Cognitive ability in early adulthood is associated with systemic inflammation in middle age: the Vietnam experience study
Research output: Contribution to journal › Journal article › Research › peer-review
Anna C Phillips, G David Batty, Jet J C S Veldhuijzen van Zanten, Laust Hvas Mortensen, Ian J Deary, Catherine M Calvin, Douglas Carroll
We examined the prospective association between cognitive ability in early adulthood and erythrocyte sedimentation rate, a marker of inflammation, in middle age. Participants were 4256 male Vietnam era US veterans. Data on cognitive ability, assessed by the Army General Technical Test, ethnicity, and place of service were extracted from enlistment files.
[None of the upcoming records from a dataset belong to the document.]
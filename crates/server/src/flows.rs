//! Flow API endpoints.
//!
//! Amounts and currencies arrive as strings and are parsed here; a value that
//! does not parse is rejected with 422 before the engine is called.

use api_types::flow::{BalanceSet, BalancesView, FlowInput, FlowRecorded, FlowView};
use axum::{
    Extension, Json,
    extract::{Path, State},
    http::StatusCode,
};
use engine::{Amount, Currency, EditFlowCmd, RecordFlowCmd, SetBalanceCmd};
use uuid::Uuid;

use crate::{
    ServerError,
    server::{CurrentUser, ServerState},
    views,
};

fn parse_money(amount: &str, currency: &str) -> Result<(Amount, Currency), ServerError> {
    Ok((amount.parse()?, currency.parse()?))
}

pub async fn flow_new(
    Extension(CurrentUser(user_id)): Extension<CurrentUser>,
    State(state): State<ServerState>,
    Path(wallet_id): Path<Uuid>,
    Json(payload): Json<FlowInput>,
) -> Result<(StatusCode, Json<FlowRecorded>), ServerError> {
    let (amount, currency) = parse_money(&payload.amount, &payload.currency)?;
    let cmd = RecordFlowCmd::new(wallet_id, user_id, amount, currency, payload.category_id)
        .description(payload.description);

    let (id, balances) = state.engine.record_flow(cmd).await?;
    Ok((
        StatusCode::CREATED,
        Json(FlowRecorded {
            id,
            balances: views::balances(&balances),
        }),
    ))
}

/// Correct a balance to a target value by recording the difference.
pub async fn balance_set(
    Extension(CurrentUser(user_id)): Extension<CurrentUser>,
    State(state): State<ServerState>,
    Path(wallet_id): Path<Uuid>,
    Json(payload): Json<BalanceSet>,
) -> Result<(StatusCode, Json<FlowRecorded>), ServerError> {
    let (target, currency) = parse_money(&payload.target, &payload.currency)?;
    let cmd = SetBalanceCmd::new(wallet_id, user_id, target, currency, payload.category_id)
        .description(payload.description);

    let (id, balances) = state.engine.set_balance(cmd).await?;
    Ok((
        StatusCode::CREATED,
        Json(FlowRecorded {
            id,
            balances: views::balances(&balances),
        }),
    ))
}

pub async fn get(
    Extension(CurrentUser(user_id)): Extension<CurrentUser>,
    State(state): State<ServerState>,
    Path(flow_id): Path<Uuid>,
) -> Result<Json<FlowView>, ServerError> {
    let flow = state.engine.flow(flow_id, user_id).await?;
    Ok(Json(views::flow(&flow, None)))
}

pub async fn update(
    Extension(CurrentUser(user_id)): Extension<CurrentUser>,
    State(state): State<ServerState>,
    Path(flow_id): Path<Uuid>,
    Json(payload): Json<FlowInput>,
) -> Result<Json<BalancesView>, ServerError> {
    let (amount, currency) = parse_money(&payload.amount, &payload.currency)?;
    let cmd = EditFlowCmd::new(flow_id, user_id, amount, currency, payload.category_id)
        .description(payload.description);

    let balances = state.engine.edit_flow(cmd).await?;
    Ok(Json(BalancesView {
        balances: views::balances(&balances),
    }))
}

pub async fn delete(
    Extension(CurrentUser(user_id)): Extension<CurrentUser>,
    State(state): State<ServerState>,
    Path(flow_id): Path<Uuid>,
) -> Result<Json<BalancesView>, ServerError> {
    let balances = state.engine.delete_flow(flow_id, user_id).await?;
    Ok(Json(BalancesView {
        balances: views::balances(&balances),
    }))
}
Smoking behaviour, alcohol consumption, basic socio-demographics, and whether participants suffered from a physician diagnosed chronic disease were determined by telephone interview in middle-age in 1985. Erythrocyte sedimentation rate, cholesterol, blood pressure, height, and weight were measured at a 3-day medical examination in 1986. In linear regression models that adjusted for age and then additionally for circumstantial, socio-demographic, lifestyle, and health factors, poor cognitive ability in early adulthood was associated with greater erythrocyte sedimentation rate in middle age, ß=-.09. Thus, it would appear that not only does systemic inflammation influence cognition, but also that poor cognitive ability earlier in life is associated with inflammation in middle-age.